(Dataset content)

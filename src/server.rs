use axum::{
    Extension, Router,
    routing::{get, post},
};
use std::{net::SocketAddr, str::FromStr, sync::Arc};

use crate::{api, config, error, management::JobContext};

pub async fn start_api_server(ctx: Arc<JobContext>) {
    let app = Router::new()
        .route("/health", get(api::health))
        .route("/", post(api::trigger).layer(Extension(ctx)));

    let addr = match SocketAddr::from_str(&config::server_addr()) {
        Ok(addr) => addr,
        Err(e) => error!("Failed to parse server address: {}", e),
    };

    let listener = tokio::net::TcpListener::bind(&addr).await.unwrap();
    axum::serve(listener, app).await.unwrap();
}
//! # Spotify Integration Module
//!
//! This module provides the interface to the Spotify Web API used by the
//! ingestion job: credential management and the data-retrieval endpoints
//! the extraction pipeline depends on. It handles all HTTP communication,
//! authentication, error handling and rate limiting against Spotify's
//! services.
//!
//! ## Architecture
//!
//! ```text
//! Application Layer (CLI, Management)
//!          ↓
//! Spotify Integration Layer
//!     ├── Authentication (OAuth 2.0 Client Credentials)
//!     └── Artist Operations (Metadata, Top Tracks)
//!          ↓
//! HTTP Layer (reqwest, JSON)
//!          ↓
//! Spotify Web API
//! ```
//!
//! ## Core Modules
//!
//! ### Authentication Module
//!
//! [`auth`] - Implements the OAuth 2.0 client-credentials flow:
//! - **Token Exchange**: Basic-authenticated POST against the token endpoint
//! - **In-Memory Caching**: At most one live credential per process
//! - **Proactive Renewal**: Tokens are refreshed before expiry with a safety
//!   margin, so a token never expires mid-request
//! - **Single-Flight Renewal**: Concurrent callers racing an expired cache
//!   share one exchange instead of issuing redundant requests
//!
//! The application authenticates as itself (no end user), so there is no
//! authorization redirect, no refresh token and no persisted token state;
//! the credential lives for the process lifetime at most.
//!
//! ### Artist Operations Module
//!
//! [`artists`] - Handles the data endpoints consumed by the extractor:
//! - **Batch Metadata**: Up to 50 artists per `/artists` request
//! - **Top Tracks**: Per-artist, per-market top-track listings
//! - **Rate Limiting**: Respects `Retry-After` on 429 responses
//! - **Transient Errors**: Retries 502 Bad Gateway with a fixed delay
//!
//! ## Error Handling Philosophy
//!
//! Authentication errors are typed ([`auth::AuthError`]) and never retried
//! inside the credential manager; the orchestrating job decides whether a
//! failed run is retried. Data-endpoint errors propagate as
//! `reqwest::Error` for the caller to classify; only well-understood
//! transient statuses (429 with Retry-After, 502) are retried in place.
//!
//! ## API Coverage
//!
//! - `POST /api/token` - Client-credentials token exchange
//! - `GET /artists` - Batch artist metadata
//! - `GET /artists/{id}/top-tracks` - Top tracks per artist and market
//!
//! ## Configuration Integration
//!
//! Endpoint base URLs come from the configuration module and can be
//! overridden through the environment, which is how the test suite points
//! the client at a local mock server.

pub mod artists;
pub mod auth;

(End Dataset content)

**What needs to be done**
What is needed is an exact printout of every line from the one with "test suite points" through the end of the data, including both, and nothing more.

**Reply**
//! overridden through the environment, which is how the test suite points
//! the client at a local mock server.

pub mod artists;
pub mod auth;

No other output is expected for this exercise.